* [Task goal] Below are entries; copy exactly the lines from the one with "assert!(results.iter().all(|r| r.score >= CUTOFF_FLOOR));" through the one with "the floor: everything", both included, and leave out the rest.

Exercise material: Begin

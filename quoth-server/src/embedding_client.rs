//! HTTP embedding gateway client (part of C1/C5's embedding dependency).
//!
//! Implements `quoth_core::embedding::EmbeddingProvider` against an
//! OpenAI-compatible embeddings endpoint, routing `ContentType::Code` to a
//! distinct model name per §4.1/§9 (code and prose are embedded with
//! different models but land in the same fixed-dimension vector space).
//!
//! Grounded directly on the teacher's `embedding.rs::embed_openai`: same
//! retry/backoff shape (1s, 2s, 4s, ... capped at 2^5, retry on 429/5xx and
//! network errors, fail fast on other 4xx), reimplemented against the
//! `EmbeddingProvider` trait instead of a free function.

use std::time::Duration;

use async_trait::async_trait;
use serde_json::json;

use quoth_core::embedding::{normalize_whitespace, ContentType, EmbeddingProvider};

use crate::config::EmbeddingConfig;

const TEXT_MODEL: &str = "text-embedding-3-small";
const CODE_MODEL: &str = "text-embedding-3-code";
const DIMS: usize = 1536;
const MAX_RETRIES: u32 = 5;
const REQUEST_TIMEOUT: Duration = Duration::from_secs(30);

pub struct HttpEmbeddingProvider {
    client: reqwest::Client,
    provider_url: String,
    provider_key: String,
}

impl HttpEmbeddingProvider {
    pub fn new(config: &EmbeddingConfig) -> anyhow::Result<Self> {
        let client = reqwest::Client::builder().timeout(REQUEST_TIMEOUT).build()?;
        Ok(Self {
            client,
            provider_url: config.provider_url.clone(),
            provider_key: config.provider_key.clone(),
        })
    }

    async fn embed_one(&self, text: &str, content_type: ContentType) -> anyhow::Result<Vec<f32>> {
        let normalized = normalize_whitespace(text);
        if normalized.is_empty() {
            anyhow::bail!("invalid input: cannot embed empty text");
        }

        let model = self.model_name(content_type);
        let body = json!({ "model": model, "input": [normalized] });

        let mut last_err = None;
        for attempt in 0..=MAX_RETRIES {
            if attempt > 0 {
                let delay = Duration::from_secs(1 << (attempt - 1).min(5));
                tokio::time::sleep(delay).await;
            }

            let resp = self
                .client
                .post(format!("{}/embeddings", self.provider_url))
                .bearer_auth(&self.provider_key)
                .json(&body)
                .send()
                .await;

            match resp {
                Ok(response) => {
                    let status = response.status();
                    if status.is_success() {
                        let json: serde_json::Value = response.json().await?;
                        return parse_embedding_response(&json);
                    }
                    if status.as_u16() == 429 || status.is_server_error() {
                        let body_text = response.text().await.unwrap_or_default();
                        last_err = Some(anyhow::anyhow!(
                            "embedding provider error {status}: {body_text}"
                        ));
                        continue;
                    }
                    let body_text = response.text().await.unwrap_or_default();
                    anyhow::bail!("embedding provider error {status}: {body_text}");
                }
                Err(e) => {
                    last_err = Some(e.into());
                    continue;
                }
            }
        }

        Err(last_err.unwrap_or_else(|| anyhow::anyhow!("embedding request failed after retries")))
    }
}

#[async_trait]
impl EmbeddingProvider for HttpEmbeddingProvider {
    fn model_name(&self, content_type: ContentType) -> &str {
        match content_type {
            ContentType::Text => TEXT_MODEL,
            ContentType::Code => CODE_MODEL,
        }
    }

    fn dims(&self) -> usize {
        DIMS
    }

    async fn embed_passage(&self, text: &str, content_type: ContentType) -> anyhow::Result<Vec<f32>> {
        self.embed_one(text, content_type).await
    }

    async fn embed_query(&self, text: &str, content_type: ContentType) -> anyhow::Result<Vec<f32>> {
        self.embed_one(text, content_type).await
    }
}

fn parse_embedding_response(json: &serde_json::Value) -> anyhow::Result<Vec<f32>> {
    let data = json
        .get("data")
        .and_then(|d| d.as_array())
        .ok_or_else(|| anyhow::anyhow!("embedding response missing data array"))?;
    let first = data
        .first()
        .ok_or_else(|| anyhow::anyhow!("embedding response data array is empty"))?;
    let embedding = first
        .get("embedding")
        .and_then(|e| e.as_array())
        .ok_or_else(|| anyhow::anyhow!("embedding response missing embedding field"))?;

    Ok(embedding
        .iter()
        .map(|v| v.as_f64().unwrap_or(0.0) as f32)
        .collect())
}

#[cfg(test)]
mod tests {
    use super::*;

    #[test]
    fn routes_code_and_text_to_distinct_models_at_same_dims() {
        let provider = HttpEmbeddingProvider {
            client: reqwest::Client::new(),
            provider_url: "https://embed.example.com".into(),
            provider_key: "key".into(),
        };
        assert_ne!(
            provider.model_name(ContentType::Text),
            provider.model_name(ContentType::Code)
        );
        assert_eq!(provider.dims(), 1536);
    }

    #[test]
    fn parses_first_embedding_from_response() {
        let json = serde_json::json!({
            "data": [{ "embedding": [0.1, 0.2, 0.3] }]
        });
        let vec = parse_embedding_response(&json).unwrap();
        assert_eq!(vec, vec![0.1, 0.2, 0.3]);
    }

    #[test]
    fn missing_data_array_is_an_error() {
        let json = serde_json::json!({ "nothing": true });
        assert!(parse_embedding_response(&json).is_err());
    }
}
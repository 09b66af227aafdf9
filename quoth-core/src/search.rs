//! The pure part of the Retrieval Pipeline (C5): dynamic cutoff, trust-band
//! tagging, result ordering, and query tokenization for the keyword
//! fallback. The stateful orchestration (calling the embedding gateway, the
//! vector store, and the reranker) lives in `quoth-server`'s
//! `retrieval` module; this module only operates on already-fetched
//! candidates and scores.

use std::cmp::Ordering;

use serde::{Deserialize, Serialize};

/// Nearest-neighbor candidate as returned by the vector store, before
/// reranking.
#[derive(Debug, Clone)]
pub struct VectorCandidate {
    pub chunk_id: String,
    pub document_id: String,
    pub title: Option<String>,
    pub file_path: String,
    pub content_chunk: String,
    pub chunk_index: i64,
    pub similarity: f64,
}

/// A candidate after the (optional) rerank stage, carrying both scores so
/// ties can be broken on vector similarity.
#[derive(Debug, Clone)]
pub struct RankedChunk {
    pub chunk_id: String,
    pub document_id: String,
    pub title: Option<String>,
    pub file_path: String,
    pub content_chunk: String,
    pub chunk_index: i64,
    pub similarity: f64,
    /// The reranker's relevance score, or the vector similarity itself when
    /// reranking was skipped.
    pub relevance: f64,
}

#[derive(Debug, Clone, Copy, PartialEq, Eq, Serialize, Deserialize)]
#[serde(rename_all = "snake_case")]
pub enum TrustBand {
    High,
    Medium,
    Low,
}

impl TrustBand {
    pub fn for_score(score: f64) -> TrustBand {
        if score > 0.80 {
            TrustBand::High
        } else if score >= 0.60 {
            TrustBand::Medium
        } else {
            TrustBand::Low
        }
    }
}

#[derive(Debug, Clone, Serialize, Deserialize)]
pub struct SearchResultItem {
    pub chunk_id: String,
    pub document_id: String,
    pub title: Option<String>,
    pub file_path: String,
    pub snippet: String,
    pub chunk_index: i64,
    pub score: f64,
    pub trust_band: TrustBand,
}

/// K₀: vector candidates requested per §4.5 step 5.
pub const VECTOR_CANDIDATE_K0: i64 = 50;
/// Similarity floor used when asking the store for vector candidates.
pub const VECTOR_SIMILARITY_FLOOR: f64 = 0.1;
/// K_max: candidates sent to the reranker per §4.5 step 7.
pub const RERANK_K_MAX: usize = 30;
/// Number of top vector candidates used directly when rerank is skipped.
pub const NO_RERANK_TOP_N: usize = 10;
/// Scores below this are dropped before accumulation (§4.5 step 8).
pub const CUTOFF_FLOOR: f64 = 0.50;
/// Minimum accumulated result count before the high-relevance stop rule
/// applies.
pub const K_MIN: usize = 15;
/// The "high-relevance threshold" that stops accumulation once K_MIN has
/// been reached.
pub const HIGH_RELEVANCE_THRESHOLD: f64 = 0.65;
/// `read_chunks` accepts at most this many ids in one call.
pub const MAX_READ_CHUNK_IDS: usize = 20;

/// Sort ranked chunks by relevance desc, then vector similarity desc, then
/// `chunk_index` asc, matching §4.5's ordering rule.
pub fn order_ranked(mut items: Vec<RankedChunk>) -> Vec<RankedChunk> {
    items.sort_by(|a, b| {
        b.relevance
            .partial_cmp(&a.relevance)
            .unwrap_or(Ordering::Equal)
            .then_with(|| {
                b.similarity
                    .partial_cmp(&a.similarity)
                    .unwrap_or(Ordering::Equal)
            })
            .then_with(|| a.chunk_index.cmp(&b.chunk_index))
    });
    items
}

/// Apply the dynamic cutoff (§4.5 step 8) to an already-ordered (relevance
/// descending) list, then tag each survivor with its trust band (step 9).
///
/// Rule: drop anything below [`CUTOFF_FLOOR`]. Accumulate the rest. Once at
/// least [`K_MIN`] results have been accumulated, stop as soon as the next
/// candidate's relevance falls below [`HIGH_RELEVANCE_THRESHOLD`].
pub fn dynamic_cutoff(ordered: Vec<RankedChunk>) -> Vec<SearchResultItem> {
    let mut out = Vec::new();

    for item in ordered {
        if item.relevance < CUTOFF_FLOOR {
            continue;
        }
        if out.len() >= K_MIN && item.relevance < HIGH_RELEVANCE_THRESHOLD {
            break;
        }
        let score = item.relevance;
        out.push(SearchResultItem {
            chunk_id: item.chunk_id,
            document_id: item.document_id,
            title: item.title,
            file_path: item.file_path,
            snippet: item.content_chunk,
            chunk_index: item.chunk_index,
            score,
            trust_band: TrustBand::for_score(score),
        });
    }

    out
}

/// Convenience: sort then cut in one call.
pub fn rank_and_cut(items: Vec<RankedChunk>) -> Vec<SearchResultItem> {
    dynamic_cutoff(order_ranked(items))
}

/// Tokenize a keyword-fallback query: lower-case, split on whitespace,
/// discard tokens of length ≤ 2. The resulting tokens are AND-joined by the
/// caller when building the full-text query.
pub fn tokenize_for_keyword_search(query: &str) -> Vec<String> {
    query
        .split_whitespace()
        .map(|t| t.to_lowercase())
        .filter(|t| t.chars().count() > 2)
        .collect()
}

/// Fixed relevance assigned to every keyword-fallback result (§4.5).
pub const KEYWORD_FALLBACK_RELEVANCE: f64 = 0.5;

#[cfg(test)]
mod tests {
    use super::*;

    fn chunk(id: &str, relevance: f64, similarity: f64, chunk_index: i64) -> RankedChunk {
        RankedChunk {
            chunk_id: id.to_string(),
            document_id: format!("doc-{id}"),
            title: None,
            file_path: "docs/x.md".into(),
            content_chunk: "snippet".into(),
            chunk_index,
            similarity,
            relevance,
        }
    }

    #[test]
    fn dynamic_cutoff_matches_seed_scenario_s3() {
        // 0.95, 0.92, 0.88, descending synthetic scores down through 0.66,
        // 0.64, then a tail below 0.50.
        let mut scores = vec![0.95, 0.92, 0.88, 0.85, 0.83, 0.81, 0.79, 0.77, 0.75, 0.73,
            0.71, 0.69, 0.67, 0.66, 0.655, 0.66, 0.64, 0.40, 0.30];
        // 15th accumulated item lands at index 14 (0.655); the 16th (0.66)
        // keeps going since K_MIN not yet exceeded-with-sub-threshold; the
        // 17th (0.64) stops it.
        scores.truncate(19);
        let items: Vec<RankedChunk> = scores
            .iter()
            .enumerate()
            .map(|(i, &s)| chunk(&format!("c{i}"), s, s, i as i64))
            .collect();
        let results = rank_and_cut(items);
        assert_eq!(results.len(), 16);
        assert!(results.iter().all(|r| r.score >= CUTOFF_FLOOR));
    }

    #[test]
    fn dynamic_cutoff_drops_below_floor() {
        let items = vec![chunk("a", 0.9, 0.9, 0), chunk("b", 0.3, 0.3, 1)];
        let results = rank_and_cut(items);
        assert_eq!(results.len(), 1);
        assert_eq!(results[0].chunk_id, "a");
    }

    #[test]
    fn dynamic_cutoff_stops_below_k_min_threshold_immediately_if_never_reached() {
        // Fewer than K_MIN items total, all above the floor: everything
        // accumulates since the high-relevance stop rule never engages.
        let items: Vec<RankedChunk> = (0..5)
            .map(|i| chunk(&format!("c{i}"), 0.55, 0.55, i))
            .collect();
        let results = rank_and_cut(items);
        assert_eq!(results.len(), 5);
    }

    #[test]
    fn trust_bands_match_thresholds() {
        assert_eq!(TrustBand::for_score(0.81), TrustBand::High);
        assert_eq!(TrustBand::for_score(0.80), TrustBand::Medium);
        assert_eq!(TrustBand::for_score(0.60), TrustBand::Medium);
        assert_eq!(TrustBand::for_score(0.59), TrustBand::Low);
    }

    #[test]
    fn ordering_breaks_ties_on_similarity_then_chunk_index() {
        let items = vec![
            chunk("a", 0.9, 0.5, 2),
            chunk("b", 0.9, 0.9, 1),
            chunk("c", 0.9, 0.9, 0),
        ];
        let ordered = order_ranked(items);
        let ids: Vec<&str> = ordered.iter().map(|c| c.chunk_id.as_str()).collect();
        // b and c tie on relevance+similarity; chunk_index 0 sorts first.
        assert_eq!(ids, vec!["c", "b", "a"]);
    }

    #[test]
    fn tokenize_discards_short_tokens() {
        let tokens = tokenize_for_keyword_search("the Retrieval Pipeline is RAG");
        assert_eq!(tokens, vec!["the", "retrieval", "pipeline", "rag"]);
    }

    #[test]
    fn tokenize_lowercases_and_filters_len_le_2() {
        let tokens = tokenize_for_keyword_search("is RAG ok Pipeline");
        assert!(!tokens.contains(&"is".to_string()));
        assert!(!tokens.contains(&"ok".to_string()));
        assert!(tokens.contains(&"rag".to_string()));
        assert!(tokens.contains(&"pipeline".to_string()));
    }
}
//! Splits a document into ordered, self-contained chunks.
//!
//! Code files (recognized by extension) are split on top-level declaration
//! boundaries using a line-level heuristic — indentation-zero lines that
//! open a function/class/struct/etc after stripping modifier keywords
//! (`pub`, `export`, `async`, ...). Prose is split on level-2 markdown
//! headers (`## `), with any YAML frontmatter preserved on the first
//! chunk. Chunks under 50 trimmed characters are discarded; if that
//! leaves nothing, the whole document becomes a single chunk.
//!
//! The chunker is pure — no I/O, no knowledge of the document's id or
//! embedding model.

use std::collections::HashMap;

const DECL_PREFIXES: &[&str] = &[
    "fn ", "func ", "function ", "def ", "class ", "struct ", "impl ", "interface ", "trait ",
    "enum ", "type ", "const ", "module ",
];

const MODIFIER_PREFIXES: &[&str] = &[
    "pub(crate) ",
    "pub ",
    "export default ",
    "export ",
    "async ",
    "public ",
    "private ",
    "protected ",
    "static ",
    "abstract ",
    "override ",
];

#[derive(Debug, Clone, Default, PartialEq)]
pub struct ChunkMeta {
    pub chunk_index: i64,
    pub language: Option<String>,
    pub start_line: Option<u32>,
    pub end_line: Option<u32>,
    pub parent_context: Option<String>,
}

#[derive(Debug, Clone, PartialEq)]
pub struct RawChunk {
    pub content: String,
    pub meta: ChunkMeta,
}

impl RawChunk {
    /// `chunk_hash = md5(trimmed content)`, per §3's DocumentChunk invariant.
    pub fn hash(&self) -> String {
        format!("{:x}", md5::compute(self.content.trim().as_bytes()))
    }
}

/// Split `content` (the body of `file_path`) into chunks.
pub fn chunk(file_path: &str, content: &str) -> Vec<RawChunk> {
    let language = detect_language(file_path);
    let mut raw = match &language {
        Some(lang) => chunk_code(lang, content),
        None => chunk_prose(content),
    };

    raw.retain(|c| c.content.trim().chars().count() >= 50);

    if raw.is_empty() {
        let trimmed = content.trim();
        raw = vec![RawChunk {
            content: trimmed.to_string(),
            meta: ChunkMeta::default(),
        }];
    }

    for (i, c) in raw.iter_mut().enumerate() {
        c.meta.chunk_index = i as i64;
    }

    raw
}

fn detect_language(file_path: &str) -> Option<String> {
    let ext = file_path.rsplit('.').next()?.to_ascii_lowercase();
    let map: HashMap<&str, &str> = [
        ("rs", "rust"),
        ("py", "python"),
        ("js", "javascript"),
        ("jsx", "javascript"),
        ("mjs", "javascript"),
        ("ts", "typescript"),
        ("tsx", "typescript"),
        ("go", "go"),
        ("java", "java"),
        ("rb", "ruby"),
        ("c", "c"),
        ("h", "c"),
        ("cpp", "cpp"),
        ("cc", "cpp"),
        ("hpp", "cpp"),
        ("cs", "csharp"),
        ("php", "php"),
        ("swift", "swift"),
        ("kt", "kotlin"),
    ]
    .into_iter()
    .collect();
    map.get(ext.as_str()).map(|s| s.to_string())
}

fn strip_modifiers(line: &str) -> &str {
    let mut s = line;
    loop {
        let mut changed = false;
        for modifier in MODIFIER_PREFIXES {
            if let Some(rest) = s.strip_prefix(modifier) {
                s = rest;
                changed = true;
            }
        }
        if !changed {
            break;
        }
    }
    s
}

fn is_decl_start(line: &str) -> bool {
    if line.is_empty() || line.starts_with(char::is_whitespace) {
        return false;
    }
    let stripped = strip_modifiers(line);
    DECL_PREFIXES.iter().any(|p| stripped.starts_with(p))
}

fn extract_decl_name(line: &str) -> Option<String> {
    let stripped = strip_modifiers(line);
    for prefix in DECL_PREFIXES {
        if let Some(rest) = stripped.strip_prefix(prefix) {
            let name: String = rest
                .chars()
                .take_while(|c| c.is_alphanumeric() || *c == '_')
                .collect();
            if !name.is_empty() {
                return Some(name);
            }
        }
    }
    None
}

fn chunk_code(language: &str, content: &str) -> Vec<RawChunk> {
    let lines: Vec<&str> = content.lines().collect();
    let starts: Vec<usize> = lines
        .iter()
        .enumerate()
        .filter(|(_, line)| is_decl_start(line))
        .map(|(i, _)| i)
        .collect();

    if starts.is_empty() {
        return Vec::new();
    }

    let mut chunks = Vec::new();
    for (idx, &start) in starts.iter().enumerate() {
        let end = starts.get(idx + 1).copied().unwrap_or(lines.len());
        let body = lines[start..end].join("\n");
        let trimmed = body.trim();
        if trimmed.is_empty() {
            continue;
        }
        chunks.push(RawChunk {
            content: trimmed.to_string(),
            meta: ChunkMeta {
                chunk_index: 0,
                language: Some(language.to_string()),
                start_line: Some((start + 1) as u32),
                end_line: Some(end as u32),
                parent_context: extract_decl_name(lines[start]),
            },
        });
    }
    chunks
}

/// Returns `(frontmatter_block, remaining_body)`. `frontmatter_block`
/// includes the `---` delimiters verbatim so it can be reattached as-is.
fn extract_frontmatter(content: &str) -> (Option<String>, &str) {
    if let Some(rest) = content.strip_prefix("---\n") {
        if let Some(end) = rest.find("\n---") {
            let fm_body = &rest[..end];
            let after = &rest[end + 4..];
            let after = after.strip_prefix('\n').unwrap_or(after);
            return (Some(format!("---\n{}\n---", fm_body)), after);
        }
    }
    (None, content)
}

fn chunk_prose(content: &str) -> Vec<RawChunk> {
    let (frontmatter, body) = extract_frontmatter(content);
    let lines: Vec<&str> = body.lines().collect();
    let header_positions: Vec<usize> = lines
        .iter()
        .enumerate()
        .filter(|(_, line)| line.starts_with("## "))
        .map(|(i, _)| i)
        .collect();

    if header_positions.is_empty() {
        let mut full = String::new();
        if let Some(fm) = &frontmatter {
            full.push_str(fm);
            full.push_str("\n\n");
        }
        full.push_str(body);
        return vec![RawChunk {
            content: full.trim().to_string(),
            meta: ChunkMeta::default(),
        }];
    }

    let mut chunks = Vec::new();

    if header_positions[0] > 0 {
        let mut pre = String::new();
        if let Some(fm) = &frontmatter {
            pre.push_str(fm);
            pre.push_str("\n\n");
        }
        pre.push_str(&lines[0..header_positions[0]].join("\n"));
        let trimmed = pre.trim();
        if !trimmed.is_empty() {
            chunks.push(RawChunk {
                content: trimmed.to_string(),
                meta: ChunkMeta::default(),
            });
        }
    }

    for (idx, &start) in header_positions.iter().enumerate() {
        let end = header_positions.get(idx + 1).copied().unwrap_or(lines.len());
        let mut section = lines[start..end].join("\n");
        if idx == 0 && header_positions[0] == 0 {
            if let Some(fm) = &frontmatter {
                section = format!("{}\n\n{}", fm, section);
            }
        }
        let trimmed = section.trim();
        if !trimmed.is_empty() {
            chunks.push(RawChunk {
                content: trimmed.to_string(),
                meta: ChunkMeta::default(),
            });
        }
    }

    chunks
}

#[cfg(test)]
mod tests {
    use super::*;

    #[test]
    fn code_splits_on_top_level_declarations() {
        let content = "use std::fmt;\n\npub fn one() -> i32 {\n    let value = 1;\n    value + 1\n}\n\nfn two() -> i32 {\n    let value = 2;\n    value + 2\n}\n";
        let chunks = chunk("src/lib.rs", content);
        assert_eq!(chunks.len(), 2);
        assert_eq!(chunks[0].meta.parent_context.as_deref(), Some("one"));
        assert_eq!(chunks[1].meta.parent_context.as_deref(), Some("two"));
        assert_eq!(chunks[0].meta.language.as_deref(), Some("rust"));
    }

    #[test]
    fn prose_splits_on_h2_headers() {
        let content = "# Title\n\nIntro text that is long enough to survive the fifty character minimum easily.\n\n## Section A\n\nBody of section A padded out so it clears the fifty character floor.\n\n## Section B\n\nBody of section B padded out so it clears the fifty character floor.\n";
        let chunks = chunk("docs/arch.md", content);
        assert_eq!(chunks.len(), 3);
        assert!(chunks[1].content.starts_with("## Section A"));
        assert!(chunks[2].content.starts_with("## Section B"));
    }

    #[test]
    fn frontmatter_is_preserved_on_first_chunk() {
        let content = "---\ndoc_type: architecture\n---\n## Section A\n\nBody of section A padded out so it clears the fifty character floor.\n";
        let chunks = chunk("docs/arch.md", content);
        assert_eq!(chunks.len(), 1);
        assert!(chunks[0].content.starts_with("---\ndoc_type: architecture\n---"));
    }

    #[test]
    fn no_headers_yields_single_chunk_of_whole_document() {
        let content = "Just a plain document with no headers at all, long enough to clear the floor easily.";
        let chunks = chunk("docs/notes.md", content);
        assert_eq!(chunks.len(), 1);
        assert_eq!(chunks[0].content, content);
    }

    #[test]
    fn short_chunks_are_discarded_unless_all_are() {
        let content = "## A\n\nshort\n\n## B\n\nshort\n";
        let chunks = chunk("docs/arch.md", content);
        // Both sections are under 50 chars after trimming; since everything
        // was discarded, the whole document becomes one chunk.
        assert_eq!(chunks.len(), 1);
        assert_eq!(chunks[0].content, content.trim());
    }

    #[test]
    fn chunk_indices_are_contiguous() {
        let content = "## A\n\nBody of section A padded out so it clears the fifty character floor.\n\n## B\n\nBody of section B padded out so it clears the fifty character floor.\n\n## C\n\nBody of section C padded out so it clears the fifty character floor.\n";
        let chunks = chunk("docs/arch.md", content);
        for (i, c) in chunks.iter().enumerate() {
            assert_eq!(c.meta.chunk_index, i as i64);
        }
    }

    #[test]
    fn hash_is_md5_of_trimmed_content() {
        let chunks = chunk(
            "docs/notes.md",
            "A plain document with no headers, long enough to clear the fifty char floor.",
        );
        let expected = format!(
            "{:x}",
            md5::compute(chunks[0].content.trim().as_bytes())
        );
        assert_eq!(chunks[0].hash(), expected);
    }

    #[test]
    fn exactly_fifty_chars_is_kept_forty_nine_is_dropped() {
        // "## A\n\n" is 6 chars; a 44-char body makes a 50-char trimmed chunk.
        let kept_body = "a".repeat(44);
        let dropped_body = "a".repeat(43);
        let content = format!("## A\n\n{}\n\n## B\n\n{}\n", kept_body, dropped_body);
        let chunks = chunk("docs/arch.md", &content);
        assert_eq!(chunks[0].content.trim().chars().count(), 50);
        assert_eq!(chunks.len(), 1);
        assert!(chunks[0].content.contains(&kept_body));
        assert!(!chunks[0].content.contains(&dropped_body));
    }
}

Exercise material: End

* [Result]
        assert!(results.iter().all(|r| r.score >= CUTOFF_FLOOR));
    }

    #[test]
    fn dynamic_cutoff_drops_below_floor() {
        let items = vec![chunk("a", 0.9, 0.9, 0), chunk("b", 0.3, 0.3, 1)];
        let results = rank_and_cut(items);
        assert_eq!(results.len(), 1);
        assert_eq!(results[0].chunk_id, "a");
    }

    #[test]
    fn dynamic_cutoff_stops_below_k_min_threshold_immediately_if_never_reached() {
        // Fewer than K_MIN items total, all above the floor: everything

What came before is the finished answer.